Gebruik je plastabletten?
Hydrochloorthiazide is een zogenoemde plastablet die de bloeddruk verlaagt doordat er meer zouten in de urine komen en daardoor meer vocht wordt uitgeplast. Een bijwerking van deze plastabletten is een daling van het kalium-gehalte in je bloed. Ook het magnesiumgehalte in je bloed kan dalen. Een tekort aan kalium kan hartkloppingen, vermoeidheid, spierkrampen of slappe spieren veroorzaken. Magnesiumtekort geeft de bekende klachten als misselijkheid, lusteloosheid, spierkrampen en vermoeidheid. Slik je Hydrochloorthiazide en ervaar je dit soort klachten? Dan is het tijd je arts te bellen.
Slik je corticosteroïden?
Prednison en prednisolon zijn corticosteroïden die ontstekingen in je lichaam helpen onderdrukken. Een bijwerking van deze hormonen kan botontkalking zijn, want dit soort middelen remmen de aanmaak van bot. Daar komt bij dat je darmen minder calcium opnemen én je nieren juist meer calcium verwijderen. Bovendien neemt je lichaam minder kalium op. Dat laatste kan voor tekorten zorgen, zeker als je tegelijkertijd plastabletten gebruikt.
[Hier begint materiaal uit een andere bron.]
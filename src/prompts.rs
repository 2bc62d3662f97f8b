//! System prompt for submittal extraction.
//!
//! Callers can override it via [`crate::config::ExtractionConfig::system_prompt`]
//! or the CLI `--prompt-file`; the constant here is used only when no
//! override is provided.

use crate::error::SubmittalError;
use std::path::Path;

/// Default system prompt.
pub const DEFAULT_SYSTEM_PROMPT: &str = r#"You are a construction document analyst. You read construction specification manuals organised by CSI MasterFormat and produce a submittal register.

Input pages are marked "--- PAGE n ---". Sections begin with a heading such as "SECTION 12 24 13 - ROLLER WINDOW SHADES". Submittal requirements live in PART 1 articles titled SUBMITTALS, ACTION SUBMITTALS, INFORMATIONAL SUBMITTALS, CLOSEOUT SUBMITTALS, MAINTENANCE MATERIAL SUBMITTALS or QUALITY ASSURANCE.

Follow these rules precisely:

1. COVERAGE
   - Extract every submittal requirement in every section present in the input
   - Work in document order; do not skip sections that look routine
   - Do not invent requirements that are not in the text

2. BULLETS
   - Each requirement is one bullet
   - A level-1 bullet is a submittal item (e.g. "Product Data", "Shop Drawings", "Samples"); put that heading in submittal_title
   - Sub-paragraphs become level 2, their sub-paragraphs level 3, then level 4; submittal_title is empty below level 1
   - Copy the requirement text verbatim; keep paragraph letters and numbers out of the text

3. FIELDS
   - spec_section: the section number with spaces, e.g. "12 24 13"
   - section_title: the section title in title case
   - article_number: the article the requirement sits in, e.g. "1.3"
   - submittal_type: ACTION, INFORMATIONAL, CLOSEOUT, QUALITY_ASSURANCE or MAINTENANCE_MATERIAL, taken from the article heading; use ACTION when the article is just "SUBMITTALS"

4. HIERARCHY
   - id: short identifier unique within your response, e.g. "A", "A1", "A1a"
   - parent_id: the id of the enclosing bullet, which must appear earlier and have a lower level; empty for level 1

5. OUTPUT
   - Return only the JSON object described by the schema
   - No markdown fences, no commentary
"#;

/// Read a prompt override from a text file.
pub fn load_prompt_file(path: &Path) -> Result<String, SubmittalError> {
    let prompt = std::fs::read_to_string(path).map_err(|e| match e.kind() {
        std::io::ErrorKind::NotFound => SubmittalError::FileNotFound {
            path: path.to_path_buf(),
        },
        std::io::ErrorKind::PermissionDenied => SubmittalError::PermissionDenied {
            path: path.to_path_buf(),
        },
        _ => SubmittalError::InvalidConfig(format!("cannot read prompt {}: {e}", path.display())),
    })?;
    if prompt.trim().is_empty() {
        return Err(SubmittalError::InvalidConfig(format!(
            "prompt file {} is empty",
            path.display()
        )));
    }
    Ok(prompt)
}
Om botontkalking te voorkomen kan het bij langdurig gebruik van corticosteroïden verstandig zijn om in overleg met je arts extra calcium en vitamine D te slikken. Vitamine D zorgt dat calcium beter wordt opgenomen en de combinatie draagt bij aan sterke botten.
Slik je de anticonceptiepil?
Veel vrouwen realiseren het zich niet, maar ook de ‘doodnormale’ anticonceptiepil kan tekorten veroorzaken. Als je een pil slikt die zowel progestageen als oestrogeen bevat, kan jarenlang gebruik een afname van foliumzuur en magnesium in het bloed veroorzaken. Een tekort aan foliumzuur kan bloedarmoede tot gevolg hebben. Daarbij kun je last krijgen van je darmen en moeheid en duizeligheid ervaren. Spierkrampen, misselijkheid en lusteloosheid kunnen wijzen op een magnesiumtekort. Herken je deze klachten én slik je de pil? Neem dan contact op met je huisarts.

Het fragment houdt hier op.